_REQUIRED WORK:_
When you write out the entries, keep every line exactly as it appears.

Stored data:
═══
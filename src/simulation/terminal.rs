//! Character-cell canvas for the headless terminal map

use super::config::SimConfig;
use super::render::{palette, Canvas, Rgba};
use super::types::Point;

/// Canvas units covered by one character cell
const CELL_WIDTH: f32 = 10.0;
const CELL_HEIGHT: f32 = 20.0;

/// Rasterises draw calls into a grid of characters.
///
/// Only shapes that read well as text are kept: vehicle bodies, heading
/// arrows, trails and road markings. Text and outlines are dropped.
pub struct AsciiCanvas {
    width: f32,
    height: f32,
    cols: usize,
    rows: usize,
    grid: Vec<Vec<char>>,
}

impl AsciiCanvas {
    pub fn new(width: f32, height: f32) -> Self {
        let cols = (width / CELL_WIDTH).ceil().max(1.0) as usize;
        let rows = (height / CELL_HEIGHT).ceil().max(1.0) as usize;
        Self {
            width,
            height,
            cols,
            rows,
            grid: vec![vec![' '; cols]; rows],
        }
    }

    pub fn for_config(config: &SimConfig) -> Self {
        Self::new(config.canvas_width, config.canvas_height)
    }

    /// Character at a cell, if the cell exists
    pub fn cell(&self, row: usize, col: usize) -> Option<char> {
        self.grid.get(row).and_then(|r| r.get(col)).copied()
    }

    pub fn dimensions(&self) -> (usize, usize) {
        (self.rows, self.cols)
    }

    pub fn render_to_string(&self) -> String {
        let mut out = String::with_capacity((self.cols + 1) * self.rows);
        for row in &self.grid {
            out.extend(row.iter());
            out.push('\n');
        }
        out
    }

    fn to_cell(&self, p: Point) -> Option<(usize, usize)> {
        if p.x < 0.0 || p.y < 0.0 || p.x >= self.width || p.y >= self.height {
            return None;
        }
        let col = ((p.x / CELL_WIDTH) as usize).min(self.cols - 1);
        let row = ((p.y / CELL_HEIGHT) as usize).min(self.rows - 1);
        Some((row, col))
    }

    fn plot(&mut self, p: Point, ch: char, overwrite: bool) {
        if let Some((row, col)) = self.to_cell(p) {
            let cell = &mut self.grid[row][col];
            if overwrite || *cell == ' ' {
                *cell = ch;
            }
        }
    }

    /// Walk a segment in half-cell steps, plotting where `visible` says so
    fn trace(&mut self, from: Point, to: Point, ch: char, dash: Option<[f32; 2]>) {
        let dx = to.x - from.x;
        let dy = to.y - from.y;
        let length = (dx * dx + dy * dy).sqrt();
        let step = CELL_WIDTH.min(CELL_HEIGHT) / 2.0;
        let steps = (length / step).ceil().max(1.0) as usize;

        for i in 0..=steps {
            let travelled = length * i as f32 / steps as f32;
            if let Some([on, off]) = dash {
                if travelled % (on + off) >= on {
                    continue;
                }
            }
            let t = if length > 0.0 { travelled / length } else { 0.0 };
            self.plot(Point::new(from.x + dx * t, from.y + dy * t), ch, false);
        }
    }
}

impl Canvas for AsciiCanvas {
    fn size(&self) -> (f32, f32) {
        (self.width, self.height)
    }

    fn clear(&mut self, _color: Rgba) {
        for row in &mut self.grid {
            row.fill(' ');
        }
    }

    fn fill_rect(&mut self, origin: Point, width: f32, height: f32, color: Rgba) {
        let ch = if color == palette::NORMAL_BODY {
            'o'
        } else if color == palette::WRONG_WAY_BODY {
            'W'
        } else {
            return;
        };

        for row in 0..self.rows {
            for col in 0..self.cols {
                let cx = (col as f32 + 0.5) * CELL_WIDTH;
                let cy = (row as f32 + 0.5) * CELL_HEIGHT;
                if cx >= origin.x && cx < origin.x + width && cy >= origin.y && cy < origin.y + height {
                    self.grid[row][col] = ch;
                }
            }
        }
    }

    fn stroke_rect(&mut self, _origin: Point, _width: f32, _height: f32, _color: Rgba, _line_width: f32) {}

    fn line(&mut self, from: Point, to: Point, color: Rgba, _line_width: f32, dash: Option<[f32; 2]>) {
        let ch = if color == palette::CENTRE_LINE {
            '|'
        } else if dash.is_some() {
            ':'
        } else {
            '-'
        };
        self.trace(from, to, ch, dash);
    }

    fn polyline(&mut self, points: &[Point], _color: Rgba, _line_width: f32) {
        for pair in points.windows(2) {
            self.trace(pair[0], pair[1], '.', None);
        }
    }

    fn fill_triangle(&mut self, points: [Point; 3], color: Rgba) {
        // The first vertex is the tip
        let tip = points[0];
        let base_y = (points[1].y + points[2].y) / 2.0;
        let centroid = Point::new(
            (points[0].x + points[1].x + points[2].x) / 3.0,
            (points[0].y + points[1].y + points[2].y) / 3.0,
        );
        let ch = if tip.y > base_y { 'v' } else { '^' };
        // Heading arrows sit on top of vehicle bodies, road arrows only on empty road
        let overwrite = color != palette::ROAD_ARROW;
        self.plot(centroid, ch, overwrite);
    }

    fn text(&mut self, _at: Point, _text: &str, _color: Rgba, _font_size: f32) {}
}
═══
_SOLUTION TO THIS TASK:_
filename src/simulation/terminal.rs
//! Character-cell canvas for the headless terminal map

use super::config::SimConfig;
use super::render::{palette, Canvas, Rgba};
use super::types::Point;

/// Canvas units covered by one character cell
const CELL_WIDTH: f32 = 10.0;
const CELL_HEIGHT: f32 = 20.0;

/// Rasterises draw calls into a grid of characters.
///
/// Only shapes that read well as text are kept: vehicle bodies, heading
/// arrows, trails and road markings. Text and outlines are dropped.
pub struct AsciiCanvas {
    width: f32,
    height: f32,
    cols: usize,
    rows: usize,
    grid: Vec<Vec<char>>,
}

impl AsciiCanvas {
    pub fn new(width: f32, height: f32) -> Self {
        let cols = (width / CELL_WIDTH).ceil().max(1.0) as usize;
        let rows = (height / CELL_HEIGHT).ceil().max(1.0) as usize;
        Self {
            width,
            height,
            cols,
            rows,
            grid: vec![vec![' '; cols]; rows],
        }
    }

    pub fn for_config(config: &SimConfig) -> Self {
        Self::new(config.canvas_width, config.canvas_height)
    }

    /// Character at a cell, if the cell exists
    pub fn cell(&self, row: usize, col: usize) -> Option<char> {
        self.grid.get(row).and_then(|r| r.get(col)).copied()
    }

    pub fn dimensions(&self) -> (usize, usize) {
        (self.rows, self.cols)
    }

    pub fn render_to_string(&self) -> String {
        let mut out = String::with_capacity((self.cols + 1) * self.rows);
        for row in &self.grid {
            out.extend(row.iter());
            out.push('\n');
        }
        out
    }

    fn to_cell(&self, p: Point) -> Option<(usize, usize)> {
        if p.x < 0.0 || p.y < 0.0 || p.x >= self.width || p.y >= self.height {
            return None;
        }
        let col = ((p.x / CELL_WIDTH) as usize).min(self.cols - 1);
        let row = ((p.y / CELL_HEIGHT) as usize).min(self.rows - 1);
        Some((row, col))
    }

    fn plot(&mut self, p: Point, ch: char, overwrite: bool) {
        if let Some((row, col)) = self.to_cell(p) {
            let cell = &mut self.grid[row][col];
            if overwrite || *cell == ' ' {
                *cell = ch;
            }
        }
    }

    /// Walk a segment in half-cell steps, plotting where `visible` says so
    fn trace(&mut self, from: Point, to: Point, ch: char, dash: Option<[f32; 2]>) {
        let dx = to.x - from.x;
        let dy = to.y - from.y;
        let length = (dx * dx + dy * dy).sqrt();
        let step = CELL_WIDTH.min(CELL_HEIGHT) / 2.0;
        let steps = (length / step).ceil().max(1.0) as usize;

        for i in 0..=steps {
            let travelled = length * i as f32 / steps as f32;
            if let Some([on, off]) = dash {
                if travelled % (on + off) >= on {
                    continue;
                }
            }
            let t = if length > 0.0 { travelled / length } else { 0.0 };
            self.plot(Point::new(from.x + dx * t, from.y + dy * t), ch, false);
        }
    }
}

impl Canvas for AsciiCanvas {
    fn size(&self) -> (f32, f32) {
        (self.width, self.height)
    }

    fn clear(&mut self, _color: Rgba) {
        for row in &mut self.grid {
            row.fill(' ');
        }
    }

    fn fill_rect(&mut self, origin: Point, width: f32, height: f32, color: Rgba) {
        let ch = if color == palette::NORMAL_BODY {
            'o'
        } else if color == palette::WRONG_WAY_BODY {
            'W'
        } else {
            return;
        };

        for row in 0..self.rows {
            for col in 0..self.cols {
                let cx = (col as f32 + 0.5) * CELL_WIDTH;
                let cy = (row as f32 + 0.5) * CELL_HEIGHT;
                if cx >= origin.x && cx < origin.x + width && cy >= origin.y && cy < origin.y + height {
                    self.grid[row][col] = ch;
                }
            }
        }
    }

    fn stroke_rect(&mut self, _origin: Point, _width: f32, _height: f32, _color: Rgba, _line_width: f32) {}

    fn line(&mut self, from: Point, to: Point, color: Rgba, _line_width: f32, dash: Option<[f32; 2]>) {
        let ch = if color == palette::CENTRE_LINE {
            '|'
        } else if dash.is_some() {
            ':'
        } else {
            '-'
        };
        self.trace(from, to, ch, dash);
    }

    fn polyline(&mut self, points: &[Point], _color: Rgba, _line_width: f32) {
        for pair in points.windows(2) {
            self.trace(pair[0], pair[1], '.', None);
        }
    }

    fn fill_triangle(&mut self, points: [Point; 3], color: Rgba) {
        // The first vertex is the tip
        let tip = points[0];
        let base_y = (points[1].y + points[2].y) / 2.0;
        let centroid = Point::new(
            (points[0].x + points[1].x + points[2].x) / 3.0,
            (points[0].y + points[1].y + points[2].y) / 3.0,
        );
        let ch = if tip.y > base_y { 'v' } else { '^' };
        // Heading arrows sit on top of vehicle bodies, road arrows only on empty road
        let overwrite = color != palette::ROAD_ARROW;
        self.plot(centroid, ch, overwrite);
    }

    fn text(&mut self, _at: Point, _text: &str, _color: Rgba, _font_size: f32) {}
}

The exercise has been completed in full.